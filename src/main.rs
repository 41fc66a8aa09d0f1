use anyhow::{Context, Result};
use eframe::egui;

use rusty_wheels::ads::AdSettings;
use rusty_wheels::app::RustyWheelsApp;
use rusty_wheels::config::Config;
use rusty_wheels::data::category::resolve_category_key;
use rusty_wheels::data::taxonomy::Taxonomy;
use rusty_wheels::state::AppState;

/// Build the initial state from configuration. A broken taxonomy override
/// falls back to the built-in catalog; a broken built-in catalog is fatal.
fn initial_state(config: Config) -> Result<AppState> {
    let mut notices = Vec::new();

    let taxonomy = match &config.taxonomy_path {
        Some(path) => Taxonomy::load(path).or_else(|e| {
            log::error!("Failed to load taxonomy override: {e:#}");
            notices.push(format!("Error: {e:#}"));
            Taxonomy::builtin().context("parsing built-in taxonomy")
        })?,
        None => Taxonomy::builtin().context("parsing built-in taxonomy")?,
    };
    log::info!(
        "Taxonomy ready: {} categories, {} models",
        taxonomy.categories().count(),
        taxonomy.model_count()
    );

    let ads = match &config.ads_path {
        Some(path) => AdSettings::load(path).unwrap_or_else(|e| {
            log::warn!("Ignoring ad settings: {e:#}");
            AdSettings::default()
        }),
        None => AdSettings::default(),
    };

    let listings_path = config.listings_path.clone();
    let scope = resolve_category_key(config.category.as_deref(), None);
    if scope.is_none() {
        if let Some(slug) = &config.category {
            log::warn!("Unknown category {slug:?}, showing all categories");
        }
    }
    let mut state = AppState::new(config, taxonomy, ads);
    state.set_scope(scope);
    if let Some(path) = listings_path {
        state.open_listings(&path);
    }
    if state.status_message.is_none() {
        state.status_message = notices.pop();
    }
    Ok(state)
}

fn main() -> Result<()> {
    env_logger::init();

    let config = Config::load();
    log::debug!("{config:?}");
    let state = initial_state(config)?;

    let options = eframe::NativeOptions {
        viewport: egui::ViewportBuilder::default()
            .with_inner_size([1280.0, 820.0])
            .with_min_inner_size([720.0, 480.0]),
        ..Default::default()
    };

    eframe::run_native(
        "Rusty Wheels – Vehicle Listings",
        options,
        Box::new(|cc| {
            // Install image loaders so listing photos can be shown.
            egui_extras::install_image_loaders(&cc.egui_ctx);
            Ok(Box::new(RustyWheelsApp::new(state)))
        }),
    )
    .map_err(|e| anyhow::anyhow!("running UI: {e}"))
}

DIRECTIONS: All entries must come back exactly as they were written.

SOLUTION TO THE EXERCISE:
filename src/main.rs
repository 41fc66a8aa09d0f1
use anyhow::{Context, Result};
use eframe::egui;

use rusty_wheels::ads::AdSettings;
use rusty_wheels::app::RustyWheelsApp;
use rusty_wheels::config::Config;
use rusty_wheels::data::category::resolve_category_key;
use rusty_wheels::data::taxonomy::Taxonomy;
use rusty_wheels::state::AppState;

/// Build the initial state from configuration. A broken taxonomy override
/// falls back to the built-in catalog; a broken built-in catalog is fatal.
fn initial_state(config: Config) -> Result<AppState> {
    let mut notices = Vec::new();

    let taxonomy = match &config.taxonomy_path {
        Some(path) => Taxonomy::load(path).or_else(|e| {
            log::error!("Failed to load taxonomy override: {e:#}");
            notices.push(format!("Error: {e:#}"));
            Taxonomy::builtin().context("parsing built-in taxonomy")
        })?,
        None => Taxonomy::builtin().context("parsing built-in taxonomy")?,
    };
    log::info!(
        "Taxonomy ready: {} categories, {} models",
        taxonomy.categories().count(),
        taxonomy.model_count()
    );

    let ads = match &config.ads_path {
        Some(path) => AdSettings::load(path).unwrap_or_else(|e| {
            log::warn!("Ignoring ad settings: {e:#}");
            AdSettings::default()
        }),
        None => AdSettings::default(),
    };

    let listings_path = config.listings_path.clone();
    let scope = resolve_category_key(config.category.as_deref(), None);
    if scope.is_none() {
        if let Some(slug) = &config.category {
            log::warn!("Unknown category {slug:?}, showing all categories");
        }
    }
    let mut state = AppState::new(config, taxonomy, ads);
    state.set_scope(scope);
    if let Some(path) = listings_path {
        state.open_listings(&path);
    }
    if state.status_message.is_none() {
        state.status_message = notices.pop();
    }
    Ok(state)
}

fn main() -> Result<()> {
    env_logger::init();

    let config = Config::load();
    log::debug!("{config:?}");
    let state = initial_state(config)?;

    let options = eframe::NativeOptions {
        viewport: egui::ViewportBuilder::default()
            .with_inner_size([1280.0, 820.0])
            .with_min_inner_size([720.0, 480.0]),
        ..Default::default()
    };

    eframe::run_native(
        "Rusty Wheels – Vehicle Listings",
        options,
        Box::new(|cc| {
            // Install image loaders so listing photos can be shown.
            egui_extras::install_image_loaders(&cc.egui_ctx);
            Ok(Box::new(RustyWheelsApp::new(state)))
        }),
    )
    .map_err(|e| anyhow::anyhow!("running UI: {e}"))
}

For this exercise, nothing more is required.